* [Exercise instructions] Look through the data below. Pick out the lines holding the string "Returns".

* [Information supplied]
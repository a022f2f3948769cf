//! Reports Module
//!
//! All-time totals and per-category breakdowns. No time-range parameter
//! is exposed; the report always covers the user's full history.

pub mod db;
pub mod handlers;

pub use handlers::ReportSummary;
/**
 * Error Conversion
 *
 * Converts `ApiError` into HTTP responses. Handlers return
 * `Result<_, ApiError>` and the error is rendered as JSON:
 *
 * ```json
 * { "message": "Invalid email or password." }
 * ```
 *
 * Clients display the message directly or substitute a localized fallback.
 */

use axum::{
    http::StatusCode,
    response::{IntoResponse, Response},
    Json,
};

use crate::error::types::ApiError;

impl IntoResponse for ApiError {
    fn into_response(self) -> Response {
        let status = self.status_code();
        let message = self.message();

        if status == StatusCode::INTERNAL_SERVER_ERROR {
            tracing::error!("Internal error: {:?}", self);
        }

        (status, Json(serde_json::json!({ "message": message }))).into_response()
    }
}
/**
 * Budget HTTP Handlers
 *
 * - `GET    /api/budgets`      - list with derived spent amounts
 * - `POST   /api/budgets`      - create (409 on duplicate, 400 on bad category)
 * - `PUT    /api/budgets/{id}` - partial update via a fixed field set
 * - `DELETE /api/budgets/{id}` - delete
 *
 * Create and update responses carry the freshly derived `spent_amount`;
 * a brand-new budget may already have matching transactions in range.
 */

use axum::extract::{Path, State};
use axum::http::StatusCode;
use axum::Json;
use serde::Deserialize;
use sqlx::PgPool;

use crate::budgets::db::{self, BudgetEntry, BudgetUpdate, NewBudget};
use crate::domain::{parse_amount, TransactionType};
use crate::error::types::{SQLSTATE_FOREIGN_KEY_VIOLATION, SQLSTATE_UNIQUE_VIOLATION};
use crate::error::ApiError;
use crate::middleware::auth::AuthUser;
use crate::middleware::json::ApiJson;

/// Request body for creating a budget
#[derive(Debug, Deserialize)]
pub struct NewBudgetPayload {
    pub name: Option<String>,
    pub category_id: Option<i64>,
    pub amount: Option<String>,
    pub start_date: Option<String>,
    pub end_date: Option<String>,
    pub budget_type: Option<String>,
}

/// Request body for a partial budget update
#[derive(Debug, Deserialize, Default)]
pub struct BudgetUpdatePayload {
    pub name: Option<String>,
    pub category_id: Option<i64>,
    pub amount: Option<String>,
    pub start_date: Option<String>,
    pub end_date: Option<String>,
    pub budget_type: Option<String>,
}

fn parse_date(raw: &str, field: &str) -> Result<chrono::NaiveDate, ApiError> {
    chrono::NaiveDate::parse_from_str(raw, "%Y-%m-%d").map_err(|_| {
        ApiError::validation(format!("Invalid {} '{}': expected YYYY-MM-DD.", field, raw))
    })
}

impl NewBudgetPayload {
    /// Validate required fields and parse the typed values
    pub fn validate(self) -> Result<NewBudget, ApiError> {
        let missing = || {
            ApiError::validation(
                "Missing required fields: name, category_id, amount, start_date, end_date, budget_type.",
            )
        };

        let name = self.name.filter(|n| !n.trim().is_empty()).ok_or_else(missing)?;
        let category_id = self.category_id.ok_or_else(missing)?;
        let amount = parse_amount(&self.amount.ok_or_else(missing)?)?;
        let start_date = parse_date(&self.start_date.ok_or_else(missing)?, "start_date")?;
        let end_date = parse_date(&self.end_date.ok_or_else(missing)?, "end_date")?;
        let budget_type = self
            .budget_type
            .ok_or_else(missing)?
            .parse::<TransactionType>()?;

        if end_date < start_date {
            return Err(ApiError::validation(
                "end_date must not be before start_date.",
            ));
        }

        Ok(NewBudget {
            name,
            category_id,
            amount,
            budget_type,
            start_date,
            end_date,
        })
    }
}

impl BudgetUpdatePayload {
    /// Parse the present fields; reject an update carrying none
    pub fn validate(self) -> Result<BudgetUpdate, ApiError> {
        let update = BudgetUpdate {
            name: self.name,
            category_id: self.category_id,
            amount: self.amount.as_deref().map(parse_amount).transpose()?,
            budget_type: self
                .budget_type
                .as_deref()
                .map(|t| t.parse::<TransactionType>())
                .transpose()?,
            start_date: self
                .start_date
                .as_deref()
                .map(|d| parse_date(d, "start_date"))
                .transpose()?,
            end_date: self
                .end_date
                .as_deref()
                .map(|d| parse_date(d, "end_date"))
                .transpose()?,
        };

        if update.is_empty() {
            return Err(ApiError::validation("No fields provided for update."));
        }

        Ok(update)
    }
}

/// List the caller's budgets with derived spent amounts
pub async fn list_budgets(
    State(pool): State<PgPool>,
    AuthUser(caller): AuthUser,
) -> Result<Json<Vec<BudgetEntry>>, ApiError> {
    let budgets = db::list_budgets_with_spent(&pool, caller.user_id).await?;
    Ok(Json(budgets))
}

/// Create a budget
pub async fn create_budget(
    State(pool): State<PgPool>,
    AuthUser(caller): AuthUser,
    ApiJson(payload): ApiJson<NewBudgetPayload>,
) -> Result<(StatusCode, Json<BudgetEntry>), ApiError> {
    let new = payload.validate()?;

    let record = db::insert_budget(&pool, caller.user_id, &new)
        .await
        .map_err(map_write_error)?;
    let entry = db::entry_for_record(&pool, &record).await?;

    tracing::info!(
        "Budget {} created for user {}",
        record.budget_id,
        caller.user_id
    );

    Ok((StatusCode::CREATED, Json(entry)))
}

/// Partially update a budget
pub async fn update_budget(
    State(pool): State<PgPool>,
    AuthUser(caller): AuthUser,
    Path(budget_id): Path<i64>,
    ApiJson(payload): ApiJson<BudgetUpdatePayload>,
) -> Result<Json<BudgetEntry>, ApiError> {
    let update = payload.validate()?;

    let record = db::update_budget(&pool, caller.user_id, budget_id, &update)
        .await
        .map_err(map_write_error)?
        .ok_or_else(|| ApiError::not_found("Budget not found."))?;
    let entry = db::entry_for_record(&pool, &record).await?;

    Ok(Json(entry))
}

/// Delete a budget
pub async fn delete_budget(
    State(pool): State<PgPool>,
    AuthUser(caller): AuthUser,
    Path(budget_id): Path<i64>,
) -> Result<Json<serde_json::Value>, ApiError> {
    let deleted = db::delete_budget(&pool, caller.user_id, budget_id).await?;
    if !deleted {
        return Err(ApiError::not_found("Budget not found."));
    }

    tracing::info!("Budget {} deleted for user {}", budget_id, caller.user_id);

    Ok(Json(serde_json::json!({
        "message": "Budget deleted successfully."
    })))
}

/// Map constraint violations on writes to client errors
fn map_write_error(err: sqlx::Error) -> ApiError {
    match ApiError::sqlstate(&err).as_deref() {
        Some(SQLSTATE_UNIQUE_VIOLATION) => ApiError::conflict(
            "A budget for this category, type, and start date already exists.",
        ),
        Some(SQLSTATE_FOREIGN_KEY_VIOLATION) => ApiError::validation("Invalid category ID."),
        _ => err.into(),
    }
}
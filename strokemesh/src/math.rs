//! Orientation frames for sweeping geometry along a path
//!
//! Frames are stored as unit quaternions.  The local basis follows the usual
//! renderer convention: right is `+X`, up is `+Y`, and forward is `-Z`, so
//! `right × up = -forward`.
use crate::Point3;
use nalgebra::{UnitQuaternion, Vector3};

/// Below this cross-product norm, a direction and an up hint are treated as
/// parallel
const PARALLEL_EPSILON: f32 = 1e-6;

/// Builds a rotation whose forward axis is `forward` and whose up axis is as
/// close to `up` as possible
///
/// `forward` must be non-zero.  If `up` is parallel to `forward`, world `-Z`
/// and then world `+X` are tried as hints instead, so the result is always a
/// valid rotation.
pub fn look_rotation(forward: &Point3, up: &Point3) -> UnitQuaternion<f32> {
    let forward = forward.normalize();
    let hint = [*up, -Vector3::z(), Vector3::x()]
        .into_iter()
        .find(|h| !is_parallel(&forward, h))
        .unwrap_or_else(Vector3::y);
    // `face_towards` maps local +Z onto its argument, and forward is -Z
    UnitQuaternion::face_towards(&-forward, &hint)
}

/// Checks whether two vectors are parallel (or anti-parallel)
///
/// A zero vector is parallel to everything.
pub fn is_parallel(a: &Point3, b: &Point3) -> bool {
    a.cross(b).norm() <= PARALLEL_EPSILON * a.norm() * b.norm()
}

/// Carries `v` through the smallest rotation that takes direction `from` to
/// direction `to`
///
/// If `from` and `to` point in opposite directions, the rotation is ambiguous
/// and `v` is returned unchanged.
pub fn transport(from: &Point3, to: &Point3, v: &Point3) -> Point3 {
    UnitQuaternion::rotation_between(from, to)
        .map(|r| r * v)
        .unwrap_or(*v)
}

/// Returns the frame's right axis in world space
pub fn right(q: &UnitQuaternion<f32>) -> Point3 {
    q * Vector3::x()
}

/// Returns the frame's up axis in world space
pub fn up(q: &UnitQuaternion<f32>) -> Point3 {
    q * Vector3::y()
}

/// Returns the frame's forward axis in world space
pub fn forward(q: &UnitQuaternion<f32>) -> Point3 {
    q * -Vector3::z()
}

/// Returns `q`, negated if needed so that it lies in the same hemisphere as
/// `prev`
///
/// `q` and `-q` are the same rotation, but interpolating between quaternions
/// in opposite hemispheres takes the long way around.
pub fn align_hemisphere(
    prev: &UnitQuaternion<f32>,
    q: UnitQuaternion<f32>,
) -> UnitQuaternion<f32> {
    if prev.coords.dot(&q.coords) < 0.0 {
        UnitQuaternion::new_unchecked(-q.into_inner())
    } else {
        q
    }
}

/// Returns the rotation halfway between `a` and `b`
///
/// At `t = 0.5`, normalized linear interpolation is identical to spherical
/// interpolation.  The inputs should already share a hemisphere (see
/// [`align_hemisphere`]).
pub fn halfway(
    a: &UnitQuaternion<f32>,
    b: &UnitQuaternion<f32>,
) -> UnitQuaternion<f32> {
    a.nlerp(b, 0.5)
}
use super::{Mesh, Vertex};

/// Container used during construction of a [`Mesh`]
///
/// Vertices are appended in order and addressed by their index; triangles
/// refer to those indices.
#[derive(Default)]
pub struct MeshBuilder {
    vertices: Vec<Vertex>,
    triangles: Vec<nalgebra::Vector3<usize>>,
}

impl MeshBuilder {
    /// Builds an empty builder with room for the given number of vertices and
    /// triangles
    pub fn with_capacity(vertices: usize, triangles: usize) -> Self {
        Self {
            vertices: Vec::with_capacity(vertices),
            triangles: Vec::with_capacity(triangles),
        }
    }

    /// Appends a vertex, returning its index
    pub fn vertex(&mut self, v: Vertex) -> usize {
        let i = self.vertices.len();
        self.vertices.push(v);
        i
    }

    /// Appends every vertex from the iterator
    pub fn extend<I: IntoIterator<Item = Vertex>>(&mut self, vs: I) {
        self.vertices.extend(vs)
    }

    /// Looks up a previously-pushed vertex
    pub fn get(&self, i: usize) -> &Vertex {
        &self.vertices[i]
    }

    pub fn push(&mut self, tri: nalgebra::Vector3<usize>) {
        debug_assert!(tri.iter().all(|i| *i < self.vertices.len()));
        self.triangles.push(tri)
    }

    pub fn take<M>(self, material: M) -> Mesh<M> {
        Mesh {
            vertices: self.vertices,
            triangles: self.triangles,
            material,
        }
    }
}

* [Solution for this problem]
/// Returns the frame's right axis in world space
/// Returns the frame's up axis in world space
/// Returns the frame's forward axis in world space
/// Returns `q`, negated if needed so that it lies in the same hemisphere as
/// Returns the rotation halfway between `a` and `b`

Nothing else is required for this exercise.